Vandalizing menstrual product dispensers creates discriminatory environment for transgender students
For menstruating students, the dreaded time of the month can send one into a frenzy of panic. Imagine sitting in class, only to realize that your dear Aunt Flo has arrived. You run to the bathroom, eyeing the menstrual product dispenser, only to see it’s empty. You run to the nurse’s office, hurriedly looking for a pad or tampon, only to come back to class 20 minutes later.
On Oct 19, 2021, Illinois representative Barbara Hernandez introduced an amendment to the school code to combat the woes of menstruating students. House Bill 156, signed into law by Governor JB Pritzker in August 2021, provides that menstrual hygiene products should be available and consistently stocked in “each bathroom of every school building” for students in grades 4 through 12 at no cost to students.
While this amendment is an important milestone in supporting and representing transgender menstruating students, it has met some resistance in Conant boys’ bathrooms. According to Principal Julie Nowak, there have been five reports of vandalism to the menstrual product dispensers in the boys’ bathrooms, including breaking or damaging the dispenser, trying to take the dispensers off the walls, and ruining the menstrual products inside. In some cases, this damage required the school to completely replace the dispensers, costing over $200 per dispenser, in addition to replacing the menstrual products. Not only does vandalism incur high expenses for the school, but it is also an act of discrimination against transgender students.
While stocking product dispensers in the girls’ bathroom has been a well-supported issue, transgender students shouldn’t be neglected or deprived of the resources that they need. Menstruation is not a choice and is something that affects all people with a uterus. Menstrual products are a basic human necessity for all menstruating individuals and should be supplied the same way we expect school bathrooms to be stocked with toilet paper and soap.
It is unclear whether students are vandalizing the menstrual product dispensers out of immaturity or for malicious reasons, but the matter of fact is that vandalism is not only foolish, but disrespectful and harmful to the school community.
When students decide to destroy supplies needed specifically by menstruating students, it is an attack on the rights of transgender students. The destruction of menstrual product dispensers in the boys’ bathrooms creates an environment of hostility, harassment, transphobia, and discrimination–all of which Conant does not stand for.

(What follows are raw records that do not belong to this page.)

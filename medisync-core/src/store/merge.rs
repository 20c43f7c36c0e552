//! How a store combines its local records with an incoming snapshot.

use serde::{Deserialize, Serialize};

use crate::models::{Entity, Record};

#[derive(Debug, Clone, Copy, Default, PartialEq, Eq, Serialize, Deserialize)]
#[serde(rename_all = "kebab-case")]
pub enum MergePolicy {
    /// The snapshot replaces local state outright, including records that
    /// are still pending or flagged
    #[default]
    ServerWins,
    /// Pending and flagged local records survive snapshots until they sync
    RetainUnsynced,
}

impl MergePolicy {
    /// Merges `snapshot` over `local`. The result is in snapshot order, with
    /// surviving local-only records appended in their previous order.
    pub fn merge<E: Entity>(
        &self,
        local: Vec<Record<E>>,
        snapshot: Vec<Record<E>>,
    ) -> Vec<Record<E>> {
        match self {
            MergePolicy::ServerWins => server_wins(&local, snapshot),
            MergePolicy::RetainUnsynced => retain_unsynced(local, snapshot),
        }
    }
}

impl std::fmt::Display for MergePolicy {
    fn fmt(&self, f: &mut std::fmt::Formatter<'_>) -> std::fmt::Result {
        match self {
            MergePolicy::ServerWins => write!(f, "server-wins"),
            MergePolicy::RetainUnsynced => write!(f, "retain-unsynced"),
        }
    }
}

impl std::str::FromStr for MergePolicy {
    type Err = String;

    fn from_str(s: &str) -> Result<Self, Self::Err> {
        match s.to_lowercase().as_str() {
            "server-wins" => Ok(MergePolicy::ServerWins),
            "retain-unsynced" => Ok(MergePolicy::RetainUnsynced),
            _ => Err(format!(
                "Invalid merge policy '{}'. Valid options: server-wins, retain-unsynced",
                s
            )),
        }
    }
}

fn server_wins<E: Entity>(local: &[Record<E>], mut snapshot: Vec<Record<E>>) -> Vec<Record<E>> {
    // Versions are local bookkeeping and carry over to the replacement
    for record in &mut snapshot {
        if let Some(previous) = local.iter().find(|r| r.id == record.id) {
            record.version = previous.version;
        }
    }
    snapshot
}

fn retain_unsynced<E: Entity>(local: Vec<Record<E>>, snapshot: Vec<Record<E>>) -> Vec<Record<E>> {
    let mut merged: Vec<Record<E>> = snapshot
        .into_iter()
        .map(|incoming| match local.iter().find(|r| r.id == incoming.id) {
            Some(previous) if previous.sync.is_flagged() => previous.clone(),
            Some(previous) => Record {
                version: previous.version,
                ..incoming
            },
            None => incoming,
        })
        .collect();

    for record in local {
        let unsynced = record.is_pending() || record.sync.is_flagged();
        if unsynced && !merged.iter().any(|r| r.id == record.id) {
            merged.push(record);
        }
    }
    merged
}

Supplying menstrual products in the boys’ bathroom does not infringe on the rights or experience of any non-menstruating individual in the bathroom. All students are entitled to feel comfortable using the bathroom of their choice and using menstrual products supplied by the school. All students at Conant High School deserve to feel safe, protected, and respected.
To those students who feel the need to vandalize menstrual product dispensers, these discriminatory acts and political statements of hate are intolerable and both disgust and anger the Conant Crier. The Conant Crier recognizes the seriousness of the issue and the threatening impact it can have on people’s lives. We implore the students of Conant High School to act in ways that promote equity and respect in the Conant community.

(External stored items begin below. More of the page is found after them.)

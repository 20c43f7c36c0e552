use clap::Args;
use serde::Serialize;

use super::{connect, OutputFormat};
use crate::config::Config;

/// Show the owner id the configured API key acts for
#[derive(Args)]
pub struct WhoamiCommand {
    /// Output format
    #[arg(long, short, value_enum, default_value = "text")]
    pub format: OutputFormat,
}

#[derive(Serialize)]
struct Whoami<'a> {
    owner_id: String,
    server_url: &'a str,
}

impl WhoamiCommand {
    pub async fn run(&self, config: &Config) -> Result<(), Box<dyn std::error::Error>> {
        let (remote, owner) = connect(config).await?;
        let whoami = Whoami {
            owner_id: owner.to_string(),
            server_url: remote.server_url(),
        };

        match self.format {
            OutputFormat::Json => println!("{}", serde_json::to_string_pretty(&whoami)?),
            OutputFormat::Text => {
                println!("Owner:  {}", whoami.owner_id);
                println!("Server: {}", whoami.server_url);
            }
        }
        Ok(())
    }
}
//! Shared fixtures for unit tests.

use std::sync::Arc;
use std::time::Duration;

use serde_json::Value;

use crate::gateway::CollectionGateway;
use crate::identity::Session;
use crate::remote::{AccessPolicy, Fields, MemoryStore};

pub(crate) const OWNER: &str = "clinic-a";

/// A memory store and a gateway signed in as [`OWNER`].
pub(crate) struct Fixture {
    pub remote: MemoryStore,
    pub session: Session,
    pub gateway: CollectionGateway,
}

impl Fixture {
    pub fn new() -> Self {
        Self::with_policy(AccessPolicy::Open)
    }

    pub fn with_policy(policy: AccessPolicy) -> Self {
        let remote = MemoryStore::with_policy(policy);
        let session = Session::signed_in(OWNER);
        let gateway = CollectionGateway::new(Arc::new(remote.clone()), Arc::new(session.clone()));
        Self {
            remote,
            session,
            gateway,
        }
    }
}

pub(crate) fn fields(value: Value) -> Fields {
    value
        .as_object()
        .cloned()
        .unwrap_or_else(|| panic!("expected a JSON object, got {}", value))
}

/// Polls `cond` until it holds, for up to a second.
pub(crate) async fn wait_until(cond: impl Fn() -> bool) -> bool {
    for _ in 0..200 {
        if cond() {
            return true;
        }
        tokio::time::sleep(Duration::from_millis(5)).await;
    }
    cond()
}
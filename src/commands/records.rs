use clap::{Args, Subcommand};
use medisync_core::{Coordinator, Entity, EntityStore, Fields, Record, SyncNotice, SyncStatus};
use serde_json::Value;
use tokio::sync::broadcast;

use super::{EntityKind, OutputFormat};

#[derive(Args)]
pub struct RecordsCommand {
    /// Collection to work on
    #[arg(value_enum)]
    pub entity: EntityKind,

    #[command(subcommand)]
    pub command: RecordsSubcommand,
}

#[derive(Subcommand)]
pub enum RecordsSubcommand {
    /// List all records
    List {
        /// Output format
        #[arg(long, short, value_enum, default_value = "text")]
        format: OutputFormat,
    },

    /// Show a record
    Show {
        /// Record ID
        id: String,

        /// Output format
        #[arg(long, short, value_enum, default_value = "text")]
        format: OutputFormat,
    },

    /// Add a record
    Add {
        /// Field as KEY=TEXT or KEY:=JSON (can be repeated)
        #[arg(long = "field", short = 'f', value_name = "FIELD", required = true)]
        fields: Vec<String>,

        /// Output format
        #[arg(long, value_enum, default_value = "text")]
        format: OutputFormat,
    },

    /// Update fields of a record
    Update {
        /// Record ID
        id: String,

        /// Field as KEY=TEXT or KEY:=JSON (can be repeated)
        #[arg(long = "field", short = 'f', value_name = "FIELD", required = true)]
        fields: Vec<String>,

        /// Output format
        #[arg(long, value_enum, default_value = "text")]
        format: OutputFormat,
    },

    /// Delete a record
    Delete {
        /// Record ID
        id: String,
    },
}

impl RecordsCommand {
    pub async fn run(&self, coordinator: &Coordinator) -> Result<(), Box<dyn std::error::Error>> {
        let stores = coordinator.stores();
        with_store!(stores, self.entity, |store| self.run_on(&store).await)
    }

    async fn run_on<E: Entity>(
        &self,
        store: &EntityStore<E>,
    ) -> Result<(), Box<dyn std::error::Error>> {
        store.ready().await;
        let mut notices = store.notices();

        match &self.command {
            RecordsSubcommand::List { format } => print_records(&store.records(), *format),

            RecordsSubcommand::Show { id, format } => {
                let record = store
                    .get_by_id(id)
                    .ok_or_else(|| format!("Record not found: {}", id))?;
                print_record(&record, *format)
            }

            RecordsSubcommand::Add { fields, format } => {
                let data: E = serde_json::from_value(Value::Object(parse_fields(fields)?))
                    .map_err(|e| format!("Invalid {} record: {}", E::COLLECTION, e))?;
                let id = store.add(data).await?;
                report_notices(&mut notices);

                let record = store
                    .get_by_id(id.as_str())
                    .ok_or_else(|| format!("Record not found: {}", id))?;
                println!("Created record:");
                print_record(&record, *format)
            }

            RecordsSubcommand::Update { id, fields, format } => {
                if store.get_by_id(id).is_none() {
                    return Err(format!("Record not found: {}", id).into());
                }
                store.update(id, parse_fields(fields)?).await?;
                report_notices(&mut notices);

                let record = store
                    .get_by_id(id)
                    .ok_or_else(|| format!("Record not found: {}", id))?;
                println!("Updated record:");
                print_record(&record, *format)
            }

            RecordsSubcommand::Delete { id } => {
                if store.get_by_id(id).is_none() {
                    return Err(format!("Record not found: {}", id).into());
                }
                store.delete(id).await;
                report_notices(&mut notices);

                if store.get_by_id(id).is_some() {
                    return Err(format!("Could not delete {}", id).into());
                }
                println!("Deleted record: {}", id);
                Ok(())
            }
        }
    }
}

/// Parses `KEY=TEXT` and `KEY:=JSON` assignments.
pub(crate) fn parse_fields(assignments: &[String]) -> Result<Fields, String> {
    let mut fields = Fields::new();
    for assignment in assignments {
        let pos = assignment.find('=').ok_or_else(|| {
            format!(
                "Invalid field '{}'. Expected KEY=TEXT or KEY:=JSON",
                assignment
            )
        })?;
        let raw = &assignment[pos + 1..];
        let (key, value) = match assignment[..pos].strip_suffix(':') {
            Some(key) => {
                let value = serde_json::from_str(raw)
                    .map_err(|e| format!("Invalid JSON for '{}': {}", key, e))?;
                (key, value)
            }
            None => (&assignment[..pos], Value::String(raw.to_string())),
        };
        if key.is_empty() {
            return Err(format!("Missing field name in '{}'", assignment));
        }
        fields.insert(key.to_string(), value);
    }
    Ok(fields)
}

/// Prints queued-write notices to stderr.
pub(crate) fn report_notices(notices: &mut broadcast::Receiver<SyncNotice>) {
    while let Ok(notice) = notices.try_recv() {
        eprintln!("{}", notice);
    }
}

pub(crate) fn sync_label(status: &SyncStatus) -> &'static str {
    if status.is_offline {
        "offline"
    } else if status.sync_error {
        "error"
    } else {
        "synced"
    }
}

fn truncate(text: &str, max: usize) -> String {
    if text.chars().count() <= max {
        return text.to_string();
    }
    let head: String = text.chars().take(max.saturating_sub(3)).collect();
    format!("{}...", head)
}

pub(crate) fn print_records<E: Entity>(
    records: &[Record<E>],
    format: OutputFormat,
) -> Result<(), Box<dyn std::error::Error>> {
    if records.is_empty() {
        println!("No records found");
        return Ok(());
    }

    match format {
        OutputFormat::Json => {
            println!("{}", serde_json::to_string_pretty(records)?);
        }
        OutputFormat::Text => {
            println!("{:<38}  {:<8}  DATA", "ID", "SYNC");
            println!("{}", "-".repeat(100));
            for record in records {
                let data = serde_json::to_string(&record.data)?;
                println!(
                    "{:<38}  {:<8}  {}",
                    record.id,
                    sync_label(&record.sync),
                    truncate(&data, 50)
                );
            }
            println!("\nTotal: {} record(s)", records.len());
        }
    }
    Ok(())
}

pub(crate) fn print_record<E: Entity>(
    record: &Record<E>,
    format: OutputFormat,
) -> Result<(), Box<dyn std::error::Error>> {
    match format {
        OutputFormat::Json => {
            println!("{}", serde_json::to_string_pretty(record)?);
        }
        OutputFormat::Text => {
            println!("{:<22} {}", "id:", record.id);
            if let Value::Object(fields) = serde_json::to_value(record)? {
                for (key, value) in fields.into_iter().filter(|(key, _)| key != "id") {
                    let shown = match value {
                        Value::String(s) => s,
                        Value::Null => "-".to_string(),
                        other => other.to_string(),
                    };
                    println!("{:<22} {}", format!("{}:", key), shown);
                }
            }
            println!("{:<22} {}", "sync:", sync_label(&record.sync));
        }
    }
    Ok(())
}

#[cfg(test)]
mod tests {
    use super::*;
    use serde_json::json;

    fn args(items: &[&str]) -> Vec<String> {
        items.iter().map(|s| s.to_string()).collect()
    }

    #[test]
    fn test_parse_text_and_json_fields() {
        let fields = parse_fields(&args(&[
            "name=Ada Lovelace",
            "phone=555",
            "quantity:=3",
            "allergies:=[\"penicillin\"]",
        ]))
        .unwrap();

        assert_eq!(fields["name"], json!("Ada Lovelace"));
        assert_eq!(fields["phone"], json!("555"));
        assert_eq!(fields["quantity"], json!(3));
        assert_eq!(fields["allergies"], json!(["penicillin"]));
    }

    #[test]
    fn test_parse_value_containing_separator() {
        let fields = parse_fields(&args(&["notes=a=b:=c"])).unwrap();
        assert_eq!(fields["notes"], json!("a=b:=c"));
    }

    #[test]
    fn test_parse_invalid_fields() {
        assert!(parse_fields(&args(&["name"])).is_err());
        assert!(parse_fields(&args(&["=value"])).is_err());
        assert!(parse_fields(&args(&["count:=not json"])).is_err());
    }

    #[test]
    fn test_sync_label() {
        assert_eq!(sync_label(&SyncStatus::default()), "synced");
        assert_eq!(sync_label(&SyncStatus::failed()), "offline");
        let errored = SyncStatus {
            sync_error: true,
            is_offline: false,
        };
        assert_eq!(sync_label(&errored), "error");
    }

    #[test]
    fn test_truncate() {
        assert_eq!(truncate("short", 10), "short");
        assert_eq!(truncate("abcdefghijk", 8), "abcde...");
    }

    #[test]
    fn test_parsed_fields_build_an_entity() {
        let fields = parse_fields(&args(&["name=Ada", "phone=555"])).unwrap();
        let patient: medisync_core::Patient =
            serde_json::from_value(Value::Object(fields)).unwrap();
        assert_eq!(patient.name, "Ada");
        assert_eq!(patient.phone.as_deref(), Some("555"));
    }
}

Furthermore, when students create damage to any school property, they are wasting money that is meant for the student body. When the school has to spend funds to replace dispensers and menstrual products, they can no longer spend that money on other items or services for students.
While supplying menstrual hygiene products in all bathrooms creates an added cost, educational institutions need to prioritize the comfort and well-being of all students. Providing menstrual products in all bathrooms is one way that a school can make students feel valued, seen, and cared for.

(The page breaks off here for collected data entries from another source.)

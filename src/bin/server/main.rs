//! MediSync Server
//!
//! Hosts the clinic's document collections behind a small REST and WebSocket
//! API for the `medisync` client.
//!
//! # Configuration
//!
//! Environment variables:
//! - `MEDISYNC_PORT`: Port to listen on (default: 8080)
//! - `MEDISYNC_DATA_DIR`: Directory to persist collections
//!   (default: ~/.local/share/medisync-server)
//! - `MEDISYNC_CONFIG`: Path to config file (default: ~/.config/medisync-server/config.yaml)
//!
//! # Config File Format
//!
//! ```yaml
//! api_keys:
//!   - key: "your-secret-key-here"
//!     owner_id: "clinic-a"
//! rules:
//!   reject_filtered_queries: false
//! ```
//!
//! # Endpoints
//!
//! - `GET /health`: Health check endpoint (no auth required)
//! - `GET /me`: Returns the caller's owner id
//! - `POST /collections/{c}/documents`: Create a document
//! - `GET|PATCH|DELETE /collections/{c}/documents/{id}`: Read, merge or delete a document
//! - `POST /collections/{c}/query`: One-shot query
//! - `GET /collections/{c}/listen`: WebSocket live query

mod config;
mod routes;
mod storage;

use std::net::SocketAddr;
use std::sync::Arc;

use medisync_core::MemoryStore;
use tracing_subscriber::{layer::SubscriberExt, util::SubscriberInitExt};

use config::{ApiKeyStore, Config, ConfigFile};
use routes::AppState;
use storage::CollectionStorage;

#[tokio::main]
async fn main() {
    // Initialize tracing
    tracing_subscriber::registry()
        .with(
            tracing_subscriber::EnvFilter::try_from_default_env()
                .unwrap_or_else(|_| {
                    "medisync_server=info,medisync_core=info,tower_http=info".into()
                }),
        )
        .with(tracing_subscriber::fmt::layer())
        .init();

    let config = Config::from_env();

    if let Err(e) = std::fs::create_dir_all(&config.data_dir) {
        tracing::error!("Failed to create data directory: {}", e);
        std::process::exit(1);
    }

    tracing::info!("Data directory: {}", config.data_dir.display());
    tracing::info!("Config file: {}", config.config_path.display());

    let file = ConfigFile::load(&config.config_path);
    let store = MemoryStore::with_policy(file.rules.access_policy());
    if file.rules.reject_filtered_queries {
        tracing::info!("Filtered queries are rejected by the rules");
    }

    let storage = CollectionStorage::new(&config.data_dir);
    match storage.load_all() {
        Ok(collections) => {
            for (name, docs) in collections {
                tracing::info!("Loaded {} document(s) into {}", docs.len(), name);
                store.load_collection(&name, docs);
            }
        }
        Err(e) => {
            tracing::error!("Failed to load persisted collections: {}", e);
            std::process::exit(1);
        }
    }

    let state = AppState {
        api_keys: Arc::new(ApiKeyStore::from_entries(file.api_keys)),
        store,
        storage: Some(storage),
    };
    let app = routes::router(state);

    let addr = SocketAddr::from(([0, 0, 0, 0], config.port));
    tracing::info!("Starting server on {}", addr);

    let listener = match tokio::net::TcpListener::bind(addr).await {
        Ok(listener) => listener,
        Err(e) => {
            tracing::error!("Failed to bind {}: {}", addr, e);
            std::process::exit(1);
        }
    };
    if let Err(e) = axum::serve(listener, app).await {
        tracing::error!("Server error: {}", e);
        std::process::exit(1);
    }
}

Implementing free menstrual products in schools helps to alleviate period poverty for students who can’t afford them. Period products are expensive–the average woman spends about $13.25 a month on menstrual products, totaling around $6,360 in an average woman’s reproductive lifetime and posing a considerable economic burden to all their users. According to a study conducted by PERIOD and THINX, an estimated 23% of teenage students have struggled to afford menstrual products.
Having free, accessible menstrual products helps to support the education of all students who menstruate. Without access to proper supplies, students may feel unfocused from the fear of period leakage. This fear can cause students to miss class time or impede their participation in class to avoid embarrassment, becoming a barrier to education.
Many have been working hard to ensure that all menstruating students get the resources they need. Resisting their efforts by vandalizing the product dispensers is disgusting. Thriving off inflicting other students with embarrassment, humiliation, and discrimination is not only inhumane, but it also speaks volumes of your character. As the school and state actively work to bring students equitable resources, vandalizing menstrual products only holds us back from progressing towards inclusivity for all students. To any students who purposefully damage these dispensers in the boys’ bathroom, please realize that your acts of bigotry are immature and hold our school back from ensuring that all students are protected and represented.